(Beginning of Extracted material)

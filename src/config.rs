//! Upgrader configuration.
//!
//! Handshake and session settings shared by every endpoint of a server.
//! Built once at startup, validated, then shared read-only behind an `Arc`.
//!
//! # Example
//!
//! ```ignore
//! use std::time::Duration;
//! use activity_pump::{OriginPolicy, UpgraderConfig};
//!
//! let config = UpgraderConfig::new()
//!     .with_buffer_sizes(4096, 4096)
//!     .with_origin_policy(OriginPolicy::allow_list(["https://app.example"]))
//!     .with_pong_grace(Duration::from_secs(60));
//!
//! config.validate()?;
//! ```

// ============================================================================
// Imports
// ============================================================================

use std::time::Duration;

use tokio_tungstenite::tungstenite::protocol::WebSocketConfig;

use crate::error::{Error, Result};

// ============================================================================
// Constants
// ============================================================================

/// Default read buffer size in bytes.
pub const DEFAULT_READ_BUFFER_SIZE: usize = 1024;

/// Default write buffer size in bytes.
pub const DEFAULT_WRITE_BUFFER_SIZE: usize = 1024;

/// Default maximum size of a single inbound message (64 KiB).
pub const DEFAULT_MAX_MESSAGE_SIZE: usize = 64 << 10;

/// Header consulted for the caller's address when behind a proxy.
pub const DEFAULT_IDENTITY_HEADER: &str = "X-Forwarded-For";

/// Grace window granted after each pong is written.
pub const DEFAULT_PONG_GRACE: Duration = Duration::from_secs(3 * 60);

// ============================================================================
// OriginPolicy
// ============================================================================

/// Which `Origin` headers the upgrader accepts.
#[derive(Debug, Clone, Default, PartialEq, Eq)]
pub enum OriginPolicy {
    /// Accept every origin.
    #[default]
    AllowAny,

    /// Accept only the listed origins (exact, case-insensitive match).
    ///
    /// Requests without an `Origin` header are still accepted; non-browser
    /// clients do not send one.
    AllowList(Vec<String>),
}

impl OriginPolicy {
    /// Creates an allow-list policy.
    #[must_use]
    pub fn allow_list<I, S>(origins: I) -> Self
    where
        I: IntoIterator<Item = S>,
        S: Into<String>,
    {
        Self::AllowList(origins.into_iter().map(Into::into).collect())
    }

    /// Returns `true` if `origin` may open a session.
    #[must_use]
    pub fn allows(&self, origin: &str) -> bool {
        match self {
            Self::AllowAny => true,
            Self::AllowList(allowed) => allowed.iter().any(|a| a.eq_ignore_ascii_case(origin)),
        }
    }
}

// ============================================================================
// UpgraderConfig
// ============================================================================

/// Process-wide upgrader settings.
///
/// Never mutated once a server is running; sessions read it by reference.
#[derive(Debug, Clone, PartialEq, Eq)]
pub struct UpgraderConfig {
    /// Size of the transport read buffer in bytes.
    pub read_buffer_size: usize,

    /// Size of the transport write buffer in bytes.
    pub write_buffer_size: usize,

    /// Largest inbound message accepted before the read fails.
    pub max_message_size: usize,

    /// Origin acceptance policy.
    pub origin_policy: OriginPolicy,

    /// Header carrying the client address.
    pub identity_header: String,

    /// How far each successful pong pushes the keepalive deadline.
    pub pong_grace: Duration,
}

impl Default for UpgraderConfig {
    fn default() -> Self {
        Self::new()
    }
}

// ============================================================================
// Constructors
// ============================================================================

impl UpgraderConfig {
    /// Creates a configuration with default settings.
    #[must_use]
    pub fn new() -> Self {
        Self {
            read_buffer_size: DEFAULT_READ_BUFFER_SIZE,
            write_buffer_size: DEFAULT_WRITE_BUFFER_SIZE,
            max_message_size: DEFAULT_MAX_MESSAGE_SIZE,
            origin_policy: OriginPolicy::AllowAny,
            identity_header: DEFAULT_IDENTITY_HEADER.to_string(),
            pong_grace: DEFAULT_PONG_GRACE,
        }
    }
}

// ============================================================================
// Builder Methods
// ============================================================================

impl UpgraderConfig {
    /// Sets read and write buffer sizes.
    #[inline]
    #[must_use]
    pub fn with_buffer_sizes(mut self, read: usize, write: usize) -> Self {
        self.read_buffer_size = read;
        self.write_buffer_size = write;
        self
    }

    /// Sets the maximum inbound message size.
    #[inline]
    #[must_use]
    pub fn with_max_message_size(mut self, bytes: usize) -> Self {
        self.max_message_size = bytes;
        self
    }

    /// Sets the origin policy.
    #[inline]
    #[must_use]
    pub fn with_origin_policy(mut self, policy: OriginPolicy) -> Self {
        self.origin_policy = policy;
        self
    }

    /// Sets the header the client identity is read from.
    #[inline]
    #[must_use]
    pub fn with_identity_header(mut self, header: impl Into<String>) -> Self {
        self.identity_header = header.into();
        self
    }

    /// Sets the pong grace window.
    #[inline]
    #[must_use]
    pub fn with_pong_grace(mut self, grace: Duration) -> Self {
        self.pong_grace = grace;
        self
    }
}

// ============================================================================
// Validation & Conversion
// ============================================================================

impl UpgraderConfig {
    /// Checks the configuration for values the transport cannot use.
    ///
    /// # Errors
    ///
    /// Returns [`Error::Config`] on zero buffer sizes, a zero message limit,
    /// a zero grace window or an empty identity header.
    pub fn validate(&self) -> Result<()> {
        if self.read_buffer_size == 0 || self.write_buffer_size == 0 {
            return Err(Error::config("buffer sizes must be non-zero"));
        }

        if self.max_message_size == 0 {
            return Err(Error::config("max message size must be non-zero"));
        }

        if self.pong_grace.is_zero() {
            return Err(Error::config("pong grace window must be non-zero"));
        }

        if self.identity_header.trim().is_empty() {
            return Err(Error::config("identity header must not be empty"));
        }

        Ok(())
    }

    /// Transport settings derived from this configuration.
    #[must_use]
    pub fn websocket_config(&self) -> WebSocketConfig {
        WebSocketConfig::default()
            .read_buffer_size(self.read_buffer_size)
            .write_buffer_size(self.write_buffer_size)
            .max_message_size(Some(self.max_message_size))
    }
}

// ============================================================================
// Tests
// ============================================================================

#[cfg(test)]
mod tests {
    use super::*;

    #[test]
    fn test_defaults() {
        let config = UpgraderConfig::default();
        assert_eq!(config.read_buffer_size, 1024);
        assert_eq!(config.write_buffer_size, 1024);
        assert_eq!(config.pong_grace, Duration::from_secs(180));
        assert_eq!(config.identity_header, "X-Forwarded-For");
        assert_eq!(config.origin_policy, OriginPolicy::AllowAny);
        assert!(config.validate().is_ok());
    }

    #[test]
    fn test_builder_chain() {
        let config = UpgraderConfig::new()
            .with_buffer_sizes(4096, 2048)
            .with_max_message_size(1 << 20)
            .with_identity_header("X-Real-Ip")
            .with_pong_grace(Duration::from_secs(30));

        assert_eq!(config.read_buffer_size, 4096);
        assert_eq!(config.write_buffer_size, 2048);
        assert_eq!(config.max_message_size, 1 << 20);
        assert_eq!(config.identity_header, "X-Real-Ip");
        assert_eq!(config.pong_grace, Duration::from_secs(30));
    }

    #[test]
    fn test_validate_rejects_zero_buffers() {
        let config = UpgraderConfig::new().with_buffer_sizes(0, 1024);
        assert!(matches!(config.validate(), Err(Error::Config { .. })));
    }

    #[test]
    fn test_validate_rejects_zero_grace() {
        let config = UpgraderConfig::new().with_pong_grace(Duration::ZERO);
        assert!(config.validate().is_err());
    }

    #[test]
    fn test_validate_rejects_blank_header() {
        let config = UpgraderConfig::new().with_identity_header("  ");
        assert!(config.validate().is_err());
    }

    #[test]
    fn test_origin_allow_any() {
        assert!(OriginPolicy::AllowAny.allows("https://anything.example"));
    }

    #[test]
    fn test_origin_allow_list() {
        let policy = OriginPolicy::allow_list(["https://app.example"]);
        assert!(policy.allows("https://app.example"));
        assert!(policy.allows("HTTPS://APP.EXAMPLE"));
        assert!(!policy.allows("https://evil.example"));
    }
}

(End of Extracted material)

_Assignment_: Make an exact copy of the material above.

_The answer_:
filename src/config.rs
//! Upgrader configuration.
//!
//! Handshake and session settings shared by every endpoint of a server.
//! Built once at startup, validated, then shared read-only behind an `Arc`.
//!
//! # Example
//!
//! ```ignore
//! use std::time::Duration;
//! use activity_pump::{OriginPolicy, UpgraderConfig};
//!
//! let config = UpgraderConfig::new()
//!     .with_buffer_sizes(4096, 4096)
//!     .with_origin_policy(OriginPolicy::allow_list(["https://app.example"]))
//!     .with_pong_grace(Duration::from_secs(60));
//!
//! config.validate()?;
//! ```

// ============================================================================
// Imports
// ============================================================================

use std::time::Duration;

use tokio_tungstenite::tungstenite::protocol::WebSocketConfig;

use crate::error::{Error, Result};

// ============================================================================
// Constants
// ============================================================================

/// Default read buffer size in bytes.
pub const DEFAULT_READ_BUFFER_SIZE: usize = 1024;

/// Default write buffer size in bytes.
pub const DEFAULT_WRITE_BUFFER_SIZE: usize = 1024;

/// Default maximum size of a single inbound message (64 KiB).
pub const DEFAULT_MAX_MESSAGE_SIZE: usize = 64 << 10;

/// Header consulted for the caller's address when behind a proxy.
pub const DEFAULT_IDENTITY_HEADER: &str = "X-Forwarded-For";

/// Grace window granted after each pong is written.
pub const DEFAULT_PONG_GRACE: Duration = Duration::from_secs(3 * 60);

// ============================================================================
// OriginPolicy
// ============================================================================

/// Which `Origin` headers the upgrader accepts.
#[derive(Debug, Clone, Default, PartialEq, Eq)]
pub enum OriginPolicy {
    /// Accept every origin.
    #[default]
    AllowAny,

    /// Accept only the listed origins (exact, case-insensitive match).
    ///
    /// Requests without an `Origin` header are still accepted; non-browser
    /// clients do not send one.
    AllowList(Vec<String>),
}

impl OriginPolicy {
    /// Creates an allow-list policy.
    #[must_use]
    pub fn allow_list<I, S>(origins: I) -> Self
    where
        I: IntoIterator<Item = S>,
        S: Into<String>,
    {
        Self::AllowList(origins.into_iter().map(Into::into).collect())
    }

    /// Returns `true` if `origin` may open a session.
    #[must_use]
    pub fn allows(&self, origin: &str) -> bool {
        match self {
            Self::AllowAny => true,
            Self::AllowList(allowed) => allowed.iter().any(|a| a.eq_ignore_ascii_case(origin)),
        }
    }
}

// ============================================================================
// UpgraderConfig
// ============================================================================

/// Process-wide upgrader settings.
///
/// Never mutated once a server is running; sessions read it by reference.
#[derive(Debug, Clone, PartialEq, Eq)]
pub struct UpgraderConfig {
    /// Size of the transport read buffer in bytes.
    pub read_buffer_size: usize,

    /// Size of the transport write buffer in bytes.
    pub write_buffer_size: usize,

    /// Largest inbound message accepted before the read fails.
    pub max_message_size: usize,

    /// Origin acceptance policy.
    pub origin_policy: OriginPolicy,

    /// Header carrying the client address.
    pub identity_header: String,

    /// How far each successful pong pushes the keepalive deadline.
    pub pong_grace: Duration,
}

impl Default for UpgraderConfig {
    fn default() -> Self {
        Self::new()
    }
}

// ============================================================================
// Constructors
// ============================================================================

impl UpgraderConfig {
    /// Creates a configuration with default settings.
    #[must_use]
    pub fn new() -> Self {
        Self {
            read_buffer_size: DEFAULT_READ_BUFFER_SIZE,
            write_buffer_size: DEFAULT_WRITE_BUFFER_SIZE,
            max_message_size: DEFAULT_MAX_MESSAGE_SIZE,
            origin_policy: OriginPolicy::AllowAny,
            identity_header: DEFAULT_IDENTITY_HEADER.to_string(),
            pong_grace: DEFAULT_PONG_GRACE,
        }
    }
}

// ============================================================================
// Builder Methods
// ============================================================================

impl UpgraderConfig {
    /// Sets read and write buffer sizes.
    #[inline]
    #[must_use]
    pub fn with_buffer_sizes(mut self, read: usize, write: usize) -> Self {
        self.read_buffer_size = read;
        self.write_buffer_size = write;
        self
    }

    /// Sets the maximum inbound message size.
    #[inline]
    #[must_use]
    pub fn with_max_message_size(mut self, bytes: usize) -> Self {
        self.max_message_size = bytes;
        self
    }

    /// Sets the origin policy.
    #[inline]
    #[must_use]
    pub fn with_origin_policy(mut self, policy: OriginPolicy) -> Self {
        self.origin_policy = policy;
        self
    }

    /// Sets the header the client identity is read from.
    #[inline]
    #[must_use]
    pub fn with_identity_header(mut self, header: impl Into<String>) -> Self {
        self.identity_header = header.into();
        self
    }

    /// Sets the pong grace window.
    #[inline]
    #[must_use]
    pub fn with_pong_grace(mut self, grace: Duration) -> Self {
        self.pong_grace = grace;
        self
    }
}

// ============================================================================
// Validation & Conversion
// ============================================================================

impl UpgraderConfig {
    /// Checks the configuration for values the transport cannot use.
    ///
    /// # Errors
    ///
    /// Returns [`Error::Config`] on zero buffer sizes, a zero message limit,
    /// a zero grace window or an empty identity header.
    pub fn validate(&self) -> Result<()> {
        if self.read_buffer_size == 0 || self.write_buffer_size == 0 {
            return Err(Error::config("buffer sizes must be non-zero"));
        }

        if self.max_message_size == 0 {
            return Err(Error::config("max message size must be non-zero"));
        }

        if self.pong_grace.is_zero() {
            return Err(Error::config("pong grace window must be non-zero"));
        }

        if self.identity_header.trim().is_empty() {
            return Err(Error::config("identity header must not be empty"));
        }

        Ok(())
    }

    /// Transport settings derived from this configuration.
    #[must_use]
    pub fn websocket_config(&self) -> WebSocketConfig {
        WebSocketConfig::default()
            .read_buffer_size(self.read_buffer_size)
            .write_buffer_size(self.write_buffer_size)
            .max_message_size(Some(self.max_message_size))
    }
}

// ============================================================================
// Tests
// ============================================================================

#[cfg(test)]
mod tests {
    use super::*;

    #[test]
    fn test_defaults() {
        let config = UpgraderConfig::default();
        assert_eq!(config.read_buffer_size, 1024);
        assert_eq!(config.write_buffer_size, 1024);
        assert_eq!(config.pong_grace, Duration::from_secs(180));
        assert_eq!(config.identity_header, "X-Forwarded-For");
        assert_eq!(config.origin_policy, OriginPolicy::AllowAny);
        assert!(config.validate().is_ok());
    }

    #[test]
    fn test_builder_chain() {
        let config = UpgraderConfig::new()
            .with_buffer_sizes(4096, 2048)
            .with_max_message_size(1 << 20)
            .with_identity_header("X-Real-Ip")
            .with_pong_grace(Duration::from_secs(30));

        assert_eq!(config.read_buffer_size, 4096);
        assert_eq!(config.write_buffer_size, 2048);
        assert_eq!(config.max_message_size, 1 << 20);
        assert_eq!(config.identity_header, "X-Real-Ip");
        assert_eq!(config.pong_grace, Duration::from_secs(30));
    }

    #[test]
    fn test_validate_rejects_zero_buffers() {
        let config = UpgraderConfig::new().with_buffer_sizes(0, 1024);
        assert!(matches!(config.validate(), Err(Error::Config { .. })));
    }

    #[test]
    fn test_validate_rejects_zero_grace() {
        let config = UpgraderConfig::new().with_pong_grace(Duration::ZERO);
        assert!(config.validate().is_err());
    }

    #[test]
    fn test_validate_rejects_blank_header() {
        let config = UpgraderConfig::new().with_identity_header("  ");
        assert!(config.validate().is_err());
    }

    #[test]
    fn test_origin_allow_any() {
        assert!(OriginPolicy::AllowAny.allows("https://anything.example"));
    }

    #[test]
    fn test_origin_allow_list() {
        let policy = OriginPolicy::allow_list(["https://app.example"]);
        assert!(policy.allows("https://app.example"));
        assert!(policy.allows("HTTPS://APP.EXAMPLE"));
        assert!(!policy.allows("https://evil.example"));
    }
}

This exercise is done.